だから、冬の間だけの期間限定イベントだと思って、気楽に構えるのが一番だよ。

タイガー期の正しい「心の持ち方」
絶対に自分を責めないで!
「私の飼い方が悪かったのかな?」「嫌われちゃったのかな?」って悩む飼い主さんは多いけど、それは大きな間違い!タイガー期が来るのは、そのシマリスが健康で、野生の力がしっかり備わっている証拠。むしろ「元気に育ってるな!」って褒めてあげていいくらいなんだ。
シマリスを叱るのはNG
噛まれたら「痛い!」って言いたくなるし、コラッ!って怒りたくなるよね。でも、シマリスには「しつけ」っていう概念がほとんどないんだ。
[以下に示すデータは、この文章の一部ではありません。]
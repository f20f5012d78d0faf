//! Arabic-aware text normalization and fuzzy matching.
//!
//! Autocomplete suggestions come back from the server with diacritics and
//! hamza forms that differ from what the user typed. [`normalize`] folds those
//! differences away for comparisons, and [`fuzzy_match`] finds the span of the
//! *original* text that corresponds to a query so it can be highlighted.

use regex::RegexBuilder;

/// Characters that may appear between any two matched letters without
/// breaking a match: harakat, Quranic marks, tatweel and standalone hamza.
const GAP: &str = r"[\x{064B}-\x{065F}\x{0670}\x{06D6}-\x{06ED}\x{0640}\x{0621}]*";

/// Byte span of a match inside the haystack passed to [`fuzzy_match`].
#[derive(Debug, Clone, Copy, PartialEq, Eq)]
pub struct MatchSpan {
    pub index: usize,
    pub length: usize,
}

impl MatchSpan {
    pub fn end(&self) -> usize {
        self.index + self.length
    }
}

/// A suggestion split around its highlighted span.
#[derive(Debug, Clone, PartialEq, Eq, Default)]
pub struct Highlighted {
    pub before: String,
    pub matched: String,
    pub after: String,
}

impl Highlighted {
    /// Whole text, nothing emphasised.
    pub fn plain(text: &str) -> Self {
        Self {
            before: text.to_string(),
            ..Self::default()
        }
    }

    pub fn has_match(&self) -> bool {
        !self.matched.is_empty()
    }
}

fn is_diacritic(c: char) -> bool {
    matches!(c, '\u{064B}'..='\u{065F}' | '\u{0670}' | '\u{06D6}'..='\u{06ED}' | '\u{0640}')
}

fn fold(c: char) -> Option<char> {
    match c {
        'إ' | 'أ' | 'آ' | 'ٱ' => Some('ا'),
        'ؤ' => Some('و'),
        'ئ' | 'ى' => Some('ي'),
        'ء' => None,
        c if is_diacritic(c) => None,
        c => Some(c),
    }
}

/// Lower-case, strip diacritics and tatweel, fold hamza carriers, drop
/// standalone hamza and collapse whitespace.
pub fn normalize(text: &str) -> String {
    let folded: String = text.to_lowercase().chars().filter_map(fold).collect();
    folded.split_whitespace().collect::<Vec<_>>().join(" ")
}

fn char_class(c: char) -> String {
    match c {
        'ا' => "[اأإآٱ]".to_string(),
        'و' => "[وؤ]".to_string(),
        'ي' => "[يئى]".to_string(),
        c => regex::escape(c.encode_utf8(&mut [0; 4])),
    }
}

fn build_pattern(needle: &str) -> String {
    let mut pattern = String::new();
    let mut previous_was_letter = false;
    for c in needle.chars() {
        if c.is_whitespace() {
            pattern.push_str(r"\s+");
            previous_was_letter = false;
            continue;
        }
        if previous_was_letter {
            pattern.push_str(GAP);
        }
        pattern.push_str(&char_class(c));
        previous_was_letter = true;
    }
    pattern
}

/// Locate `needle_raw` inside `haystack`, tolerating diacritics, tatweel and
/// hamza variants. Offsets are bytes into `haystack` and always fall on char
/// boundaries.
pub fn fuzzy_match(haystack: &str, needle_raw: &str) -> Option<MatchSpan> {
    let needle = normalize(needle_raw);
    if needle.is_empty() {
        return None;
    }

    let regex = RegexBuilder::new(&build_pattern(&needle))
        .case_insensitive(true)
        .build()
        .ok()?;

    regex.find(haystack).map(|m| MatchSpan {
        index: m.start(),
        length: m.len(),
    })
}

/// Split `text` around the fuzzy match of `query`. Text without a match is
/// returned whole in `before`.
pub fn highlight(text: &str, query: &str) -> Highlighted {
    match fuzzy_match(text, query) {
        Some(span) => Highlighted {
            before: text[..span.index].to_string(),
            matched: text[span.index..span.end()].to_string(),
            after: text[span.end()..].to_string(),
        },
        None => Highlighted::plain(text),
    }
}

#[cfg(test)]
mod tests {
    use super::*;

    #[test]
    fn hamza_forms_fold_to_bare_alif() {
        assert_eq!(normalize("إسلامبولي"), normalize("اسلامبولي"));
        assert_eq!(normalize("أآٱإ"), "اااا");
        assert_eq!(normalize("مسؤول"), "مسوول");
        assert_eq!(normalize("مسائل"), "مسايل");
        assert_eq!(normalize("مستشفى"), "مستشفي");
    }

    #[test]
    fn strips_diacritics_tatweel_and_standalone_hamza() {
        assert_eq!(normalize("مُحَمَّد"), "محمد");
        assert_eq!(normalize("كتــاب"), "كتاب");
        assert_eq!(normalize("سماء"), "سما");
    }

    #[test]
    fn lowercases_and_collapses_whitespace() {
        assert_eq!(normalize("  Solar   ENERGY\t\nReport "), "solar energy report");
        assert_eq!(normalize("   "), "");
    }

    #[test]
    fn fuzzy_match_covers_hamza_variant() {
        let haystack = "إعلام";
        let span = fuzzy_match(haystack, "اعلام").expect("match");
        assert_eq!(span.index, 0);
        assert_eq!(span.length, haystack.len());
    }

    #[test]
    fn fuzzy_match_spans_diacritics_in_haystack() {
        let haystack = "اسم مُحَمَّد الكامل";
        let span = fuzzy_match(haystack, "محمد").expect("match");
        assert_eq!(&haystack[span.index..span.end()], "مُحَمَّد");
    }

    #[test]
    fn fuzzy_match_is_case_insensitive_on_original_text() {
        let span = fuzzy_match("Global Solar Atlas", "solar atlas").expect("match");
        assert_eq!(span, MatchSpan { index: 7, length: 11 });
    }

    #[test]
    fn fuzzy_match_treats_regex_metacharacters_literally() {
        assert_eq!(fuzzy_match("c++ guide", "c++").map(|s| s.index), Some(0));
        assert!(fuzzy_match("anything", "(").is_none());
    }

    #[test]
    fn fuzzy_match_none_for_empty_or_missing() {
        assert!(fuzzy_match("solar", "").is_none());
        assert!(fuzzy_match("solar", "  ").is_none());
        assert!(fuzzy_match("solar", "wind").is_none());
    }

    #[test]
    fn highlight_splits_around_match() {
        let parts = highlight("renewable solar energy", "Solar");
        assert_eq!(parts.before, "renewable ");
        assert_eq!(parts.matched, "solar");
        assert_eq!(parts.after, " energy");

        let plain = highlight("wind farms", "solar");
        assert!(!plain.has_match());
        assert_eq!(plain.before, "wind farms");
    }
}
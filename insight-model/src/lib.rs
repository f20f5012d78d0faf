//! Core data model definitions shared across Insight crates.
//!
//! Everything here is plain data: the search session state, the facet filter
//! state, taxonomy trees and the small enums that name wire values. Behaviour
//! (reducers, codecs, orchestration) lives in `insight-core`.
#![allow(missing_docs)]

pub mod filters;
pub mod search;
pub mod taxonomy;

// Intentionally curated re-exports for downstream consumers.
pub use filters::{Accuracy, FilterState, Geography, Language, PriceMode, Role};
pub use search::{CategoryCount, ResultRecord, SearchMode, SearchState};
pub use taxonomy::{Locale, TaxonomyKind, TaxonomyNames, TaxonomyNode};

/// Parse a wire value that must be one of a fixed set of lowercase names.
pub trait ParamValue: Sized + Copy + 'static {
    /// Every variant, in declaration order.
    fn all() -> &'static [Self];

    /// The value as it appears in query strings and API parameters.
    fn as_param(&self) -> &'static str;

    /// Inverse of [`ParamValue::as_param`]; case-insensitive, trims whitespace.
    fn from_param(raw: &str) -> Option<Self> {
        let needle = raw.trim();
        Self::all()
            .iter()
            .copied()
            .find(|value| value.as_param().eq_ignore_ascii_case(needle))
    }
}
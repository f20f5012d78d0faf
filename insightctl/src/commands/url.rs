use insight_core::url_state;
use serde_json::json;

use crate::cli::UrlArgs;

/// Offline: decoding never touches the network or the configuration.
pub fn run(args: &UrlArgs) -> anyhow::Result<()> {
    let (state, facets) = url_state::decode(&args.query);
    let canonical = url_state::encode(&state, &facets);

    if args.json {
        let output = json!({
            "url": canonical,
            "keyword": state.query,
            "mode": state.mode,
            "page": state.current_page,
            "filters": facets,
        });
        println!("{}", serde_json::to_string_pretty(&output)?);
    } else {
        println!("{canonical}");
    }
    Ok(())
}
怒鳴ったり叩いたりしちゃうと、ただ「この大きな生き物は怖い敵だ!」って恐怖を植え付けるだけになっちゃう。
タイガー期は「コミュニケーションを頑張る時期」じゃなくて、「そっとしておいてあげる時期」なんだって割り切っちゃおう。

怪我を防ぐ!タイガー期の実践的な対策
掃除やエサやりは「作戦」が必要
ケージの中に手を入れるのは、一番危険な行為!彼らのテリトリーに侵入することになるからね。
- エサをあげるときは、別の容器で気を引いている隙にサッと入れる
- 掃除はシマリスが別荘(移動用ケージなど)に行っている間に済ませる
- どうしても手を近づけるときは、厚手の革手袋を使う
「これなら噛んでも痛くないもんねー」って余裕を持てるくらいの防備を固めるのがコツだよ。
部屋んぽ(室内散歩)はどうする?
タイガー期のときは、無理に部屋で遊ばせなくてもいいかもしれない。外に出すと、足首を狙ってハンターみたいに追いかけてくる子もいるからね。
もし出すなら、飼い主さんは厚手のズボンと靴下を履いて、肌を見せないようにガードしてね。シマリスが興奮してきたら、すぐにケージに戻ってもらう。お互いの安全が第一だよ!

タイガー期でもできるコミュニケーション
声をかけてあげる
触れなくても、声でつながることはできるよ。「おはよう」「今日も元気だね」って優しく声をかけてあげて。シマリスは耳がいいから、飼い主さんの優しい声を聞くだけで「ここは安全なんだ」って少しずつ安心してくれるはず。
おやつを投げてあげる
手渡しが怖いときは、ポイっと近くに投げてあげよう。「この人は美味しいものをくれる人だ」っていう記憶を維持してもらうのが大事。指を噛まれない距離感を保ちながら、美味しいおやつでご機嫌を取っておこう(笑)。

まとめ:タイガー期を乗り越えた先に待っているもの
シマリスのタイガー期は、確かに大変。でも、これを乗り越えると、不思議と今まで以上に絆が深まる気がするんだよね。
「あんなに荒ぶってたのに、また手に乗ってくれるようになった!」っていう時の感動は、タイガー期を経験した飼い主さんだけの特権。今はちょっと寂しいかもしれないけど、シマリスも必死に冬を越えようと頑張ってるんだって応援してあげてね。
春になったら、また一緒に遊べる日が必ず来るよ。それまでは、適度な距離感を保ちながら、温かく見守ってあげよう!